Using the data below, show every line where the word "PartialEq" occurs.

§ MATERIAL SHOWN
───
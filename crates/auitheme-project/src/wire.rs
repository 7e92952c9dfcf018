//! Declarative wire mappings.
//!
//! A struct declared through [`wire_struct!`] is encoded as its fields in
//! declaration order, inlined into whatever section is open. The read path
//! is generated from the same field list, so the two can never drift apart.
//! Adding, removing or reordering a field changes the file format.

/// Declare a struct whose wire form is its fields, in order.
macro_rules! wire_struct {
    (
        $(#[$meta:meta])*
        pub struct $name:ident {
            $(
                $(#[$field_meta:meta])*
                pub $field:ident : $ty:ty
            ),* $(,)?
        }
    ) => {
        $(#[$meta])*
        #[derive(Debug, Clone, PartialEq)]
        #[cfg_attr(feature = "serde", derive(serde::Serialize, serde::Deserialize))]
        pub struct $name {
            $(
                $(#[$field_meta])*
                pub $field: $ty,
            )*
        }

        impl auitheme_section::Encode for $name {
            fn encode(&self, writer: &mut auitheme_section::SectionWriter) {
                $( writer.write(&self.$field); )*
            }
        }

        impl auitheme_section::Decode for $name {
            fn decode(reader: &mut auitheme_section::SectionReader<'_>) -> Self {
                Self {
                    $( $field: reader.read(), )*
                }
            }
        }
    };
}

/// Declare a fieldless enum stored as a one-byte discriminant.
///
/// Unknown discriminants decode to the `#[default]` variant.
macro_rules! wire_enum {
    (
        $(#[$meta:meta])*
        pub enum $name:ident {
            $(
                $(#[$variant_meta:meta])*
                $variant:ident = $value:literal
            ),* $(,)?
        }
    ) => {
        $(#[$meta])*
        #[derive(Debug, Clone, Copy, PartialEq, Eq, Hash, Default)]
        #[cfg_attr(feature = "serde", derive(serde::Serialize, serde::Deserialize))]
        #[cfg_attr(feature = "serde", serde(rename_all = "snake_case"))]
        #[repr(u8)]
        pub enum $name {
            $(
                $(#[$variant_meta])*
                $variant = $value,
            )*
        }

        impl $name {
            /// Every variant, in discriminant order.
            pub const ALL: &'static [$name] = &[$($name::$variant),*];

            /// Look up a variant by its wire discriminant.
            pub fn from_u8(value: u8) -> Option<Self> {
                match value {
                    $( $value => Some(Self::$variant), )*
                    _ => None,
                }
            }
        }

        impl auitheme_section::Encode for $name {
            fn encode(&self, writer: &mut auitheme_section::SectionWriter) {
                writer.write(&(*self as u8));
            }
        }

        impl auitheme_section::Decode for $name {
            fn decode(reader: &mut auitheme_section::SectionReader<'_>) -> Self {
                let raw: u8 = reader.read();
                Self::from_u8(raw).unwrap_or_else(|| {
                    reader.note_unknown_discriminant(stringify!($name), u64::from(raw));
                    Self::default()
                })
            }
        }
    };
}

pub(crate) use wire_enum;
pub(crate) use wire_struct;
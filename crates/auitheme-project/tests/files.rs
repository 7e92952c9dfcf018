use std::path::PathBuf;

use auitheme_project::{
    from_bytes, read_project_bytes, Color, Icon, LoadConfig, ProjectError, ProjectFile,
};

fn unique_temp_dir(tag: &str) -> PathBuf {
    let dir = std::env::temp_dir().join(format!(
        "auitheme-{tag}-{}-{}",
        std::process::id(),
        std::time::SystemTime::now()
            .duration_since(std::time::UNIX_EPOCH)
            .expect("time should be after epoch")
            .as_nanos()
    ));
    std::fs::create_dir_all(&dir).expect("temp dir should be creatable");
    dir
}

#[test]
fn save_and_load_round_trip() {
    let dir = unique_temp_dir("save-load");
    let mut file = ProjectFile::create(dir.join("dark"));
    file.set_asset_directory(&dir.join("svg"));
    file.project_mut()
        .push(Color::new("accent", 0.2, 0.4, 0.8, 1.0));
    file.project_mut().push(Icon {
        file_name: "close.svg".into(),
    });
    file.save().expect("save should succeed");

    assert!(dir.join("dark.tui").is_file());

    let loaded = ProjectFile::load(dir.join("dark.tui"), &LoadConfig::default())
        .expect("load should succeed");
    assert_eq!(loaded.name(), "dark");
    assert_eq!(loaded.project(), file.project());
    assert_eq!(loaded.project().asset_directory, "svg/");

    let _ = std::fs::remove_dir_all(&dir);
}

#[test]
fn save_as_keeps_assets_in_place() {
    let dir = unique_temp_dir("save-as");
    let nested = dir.join("themes").join("light");
    std::fs::create_dir_all(&nested).expect("nested dir should be creatable");

    let mut file = ProjectFile::create(dir.join("base.tui"));
    file.set_asset_directory(&dir.join("svg"));
    file.save().expect("save should succeed");

    file.save_as(nested.join("light.tui"))
        .expect("save_as should succeed");
    assert_eq!(file.project().asset_directory, "../../svg/");
    assert_eq!(file.name(), "light");

    let loaded = ProjectFile::load(nested.join("light.tui"), &LoadConfig::default())
        .expect("load should succeed");
    assert_eq!(loaded.project().asset_directory, "../../svg/");

    let _ = std::fs::remove_dir_all(&dir);
}

#[test]
fn oversized_file_is_rejected() {
    let dir = unique_temp_dir("too-large");
    let path = dir.join("big.tui");
    std::fs::write(&path, vec![0u8; 128]).expect("file should be writable");

    let config = LoadConfig::default().with_max_file_size(64);
    let err = ProjectFile::load(&path, &config).unwrap_err();
    assert!(matches!(err, ProjectError::FileTooLarge { size: 128, max: 64, .. }));

    let _ = std::fs::remove_dir_all(&dir);
}

#[test]
fn raw_bytes_honor_size_limit() {
    let dir = unique_temp_dir("raw-bytes");
    let mut file = ProjectFile::create(dir.join("raw"));
    file.project_mut().push(Color::new("red", 1.0, 0.0, 0.0, 1.0));
    file.save().expect("save should succeed");

    let bytes = read_project_bytes(file.path(), &LoadConfig::default())
        .expect("bytes should read");
    assert_eq!(&from_bytes(&bytes), file.project());

    let config = LoadConfig::default().with_max_file_size(8);
    let err = read_project_bytes(file.path(), &config).unwrap_err();
    assert!(matches!(err, ProjectError::FileTooLarge { max: 8, .. }));

    let _ = std::fs::remove_dir_all(&dir);
}

#[test]
fn load_honors_record_limit() {
    let dir = unique_temp_dir("record-limit");
    let mut file = ProjectFile::create(dir.join("many"));
    for i in 0..5 {
        file.project_mut()
            .push(Color::new(format!("c{i}"), 0.0, 0.0, 0.0, 1.0));
    }
    file.save().expect("save should succeed");

    let config = LoadConfig::default().with_max_records(3);
    let (loaded, stats) =
        ProjectFile::load_with_stats(file.path(), &config).expect("load should succeed");
    assert_eq!(loaded.project().colors.len(), 3);
    assert_eq!(stats.clamped_sections, 1);

    let _ = std::fs::remove_dir_all(&dir);
}

#[test]
fn missing_file_reports_path() {
    let dir = unique_temp_dir("missing");
    let path = dir.join("nope.tui");

    let err = ProjectFile::load(&path, &LoadConfig::default()).unwrap_err();
    match err {
        ProjectError::Io { path: reported, .. } => assert_eq!(reported, path),
        other => panic!("unexpected error: {other}"),
    }

    let _ = std::fs::remove_dir_all(&dir);
}

#[test]
fn corrupt_file_loads_with_stats() {
    let dir = unique_temp_dir("corrupt");
    let path = dir.join("broken.tui");
    std::fs::write(&path, [0xFF, 0xFF, 0xFF, 0xFF, b'x']).expect("file should be writable");

    let (file, stats) = ProjectFile::load_with_stats(&path, &LoadConfig::default())
        .expect("corrupt files still load");
    assert!(file.project().is_empty());
    assert!(!stats.is_clean());

    let _ = std::fs::remove_dir_all(&dir);
}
───
§ FINISHED EXERCISE
        #[derive(Debug, Clone, PartialEq)]
        #[derive(Debug, Clone, Copy, PartialEq, Eq, Hash, Default)]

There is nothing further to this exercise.